*Requirement*
Collect every line below that contains the word "usize".

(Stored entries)
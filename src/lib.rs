//! Salelock: escrow-free sale-lock transactions in Rust
//!
//! This crate builds, signs and validates the transactions that let a player
//! sell a uniquely identified token (an in-game item held in a one-unit
//! output) without a trusted escrow:
//! - Sale-lock locking scripts with a cancel branch and a shape-constrained
//!   purchase branch
//! - Unlocking templates for cancel, purchase and plain pay-to-key inputs
//! - Two-pass transaction building for purchase unlocks whose length depends
//!   on the transaction itself
//! - A sign / finalize / broadcast pipeline against an external wallet
//! - Validation of client-built listings and settlements
//! - Proof bundles with merkle inclusion paths
//!
//! # Example
//!
//! ```rust
//! use salelock::crypto::KeyPair;
//! use salelock::salelock::{parse, render, SaleTerms};
//!
//! let seller = KeyPair::generate();
//! let terms = SaleTerms::new(
//!     seller.address(),
//!     seller.address(),
//!     1_000,
//!     b"{\"name\":\"Sword\"}".to_vec(),
//!     "sword-1",
//! );
//!
//! // Every honest party renders the same bytes
//! let script = render(&terms);
//! assert_eq!(script, render(&terms.clone()));
//! assert_eq!(parse(&script, seller.address().version()).unwrap(), terms);
//! ```

pub mod builder;
pub mod config;
pub mod core;
pub mod crypto;
pub mod devnet;
pub mod error;
pub mod listing;
pub mod market;
pub mod pipeline;
pub mod proof;
pub mod salelock;
pub mod services;
pub mod unlock;
pub mod validator;

// Re-export commonly used types
pub use builder::{BuildPhase, PreparedTransaction, TransactionPlan, TwoPassBuilder};
pub use config::MarketConfig;
pub use self::core::{OutputReference, Script, Transaction, TransactionOutput, TxId, NOMINAL_ITEM_VALUE};
pub use crypto::{Address, KeyPair};
pub use error::{ErrorKind, MarketError};
pub use listing::{ListingRecord, ListingStatus};
pub use market::Marketplace;
pub use pipeline::{AttemptState, Outcome, TransactionAttempt};
pub use proof::{MerklePath, ProofBundle};
pub use self::salelock::{render, SaleTerms, SpendPath};
pub use services::{Broadcaster, OutputResolver, SigningService};
pub use unlock::{CancelUnlock, P2pkhUnlock, PurchaseUnlock, UnlockTemplate, UnlockingTemplate};
pub use validator::{ClientListing, ListingValidator};
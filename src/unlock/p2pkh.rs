//! Plain pay-to-key unlocking: `<sig> <pubkey>`

use super::{sign_input, UnlockError, UnlockingTemplate};
use crate::core::{Script, SigHashType, Transaction};
use crate::crypto::{KeyPair, COMPRESSED_PUBKEY_LEN, MAX_DER_SIGNATURE_LEN};

/// Largest plain-key unlocking script: two pushes of a signature with its
/// sighash byte and a compressed key
pub const P2PKH_UNLOCK_MAX_LEN: usize = 1 + MAX_DER_SIGNATURE_LEN + 1 + 1 + COMPRESSED_PUBKEY_LEN;

/// Unlocks a standard pay-to-key output
#[derive(Debug, Clone)]
pub struct P2pkhUnlock {
    key: KeyPair,
    sighash: SigHashType,
}

impl P2pkhUnlock {
    pub fn new(key: KeyPair) -> Self {
        Self {
            key,
            sighash: SigHashType::STANDARD,
        }
    }
}

impl UnlockingTemplate for P2pkhUnlock {
    fn sign(&self, tx: &Transaction, input_index: usize) -> Result<Script, UnlockError> {
        let source = tx.source_output(input_index)?;
        if source.locking_script.p2pkh_hash() != Some(self.key.pubkey_hash()) {
            return Err(UnlockError::WrongKey);
        }

        let signature = sign_input(tx, input_index, &self.key, self.sighash)?;
        let mut script = Script::new();
        script
            .push_data(&signature)
            .push_data(&self.key.public_key_bytes());
        Ok(script)
    }

    fn estimate_length(&self, _tx: &Transaction, _input_index: usize) -> Result<usize, UnlockError> {
        Ok(P2PKH_UNLOCK_MAX_LEN)
    }

    fn fixed_length(&self) -> Option<usize> {
        Some(P2PKH_UNLOCK_MAX_LEN)
    }
}

#[cfg(test)]
mod tests {
    use super::*;
    use crate::core::{verify_input, TransactionBuilder};
    use crate::unlock::test_support::source_with;

    #[test]
    fn test_p2pkh_unlock_verifies() {
        let key = KeyPair::generate();
        let source = source_with(2_000, Script::p2pkh(&key.pubkey_hash()));
        let mut tx = TransactionBuilder::new()
            .add_input_from(source, 0)
            .add_output(1_900, Script::p2pkh(&[4u8; 20]))
            .build();

        let template = P2pkhUnlock::new(key);
        let script = template.sign(&tx, 0).unwrap();
        assert_eq!(P2PKH_UNLOCK_MAX_LEN, 108);
        assert!(script.len() <= template.estimate_length(&tx, 0).unwrap());

        tx.inputs[0].unlocking_script = script;
        verify_input(&tx, 0).unwrap();
    }

    #[test]
    fn test_p2pkh_unlock_refuses_foreign_output() {
        let source = source_with(2_000, Script::p2pkh(&[8u8; 20]));
        let tx = TransactionBuilder::new()
            .add_input_from(source, 0)
            .add_output(1_900, Script::p2pkh(&[4u8; 20]))
            .build();
        assert!(matches!(
            P2pkhUnlock::new(KeyPair::generate()).sign(&tx, 0),
            Err(UnlockError::WrongKey)
        ));
    }
}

*Exercise solution*
pub const P2PKH_UNLOCK_MAX_LEN: usize = 1 + MAX_DER_SIGNATURE_LEN + 1 + 1 + COMPRESSED_PUBKEY_LEN;
    fn sign(&self, tx: &Transaction, input_index: usize) -> Result<Script, UnlockError> {
    fn estimate_length(&self, _tx: &Transaction, _input_index: usize) -> Result<usize, UnlockError> {
    fn fixed_length(&self) -> Option<usize> {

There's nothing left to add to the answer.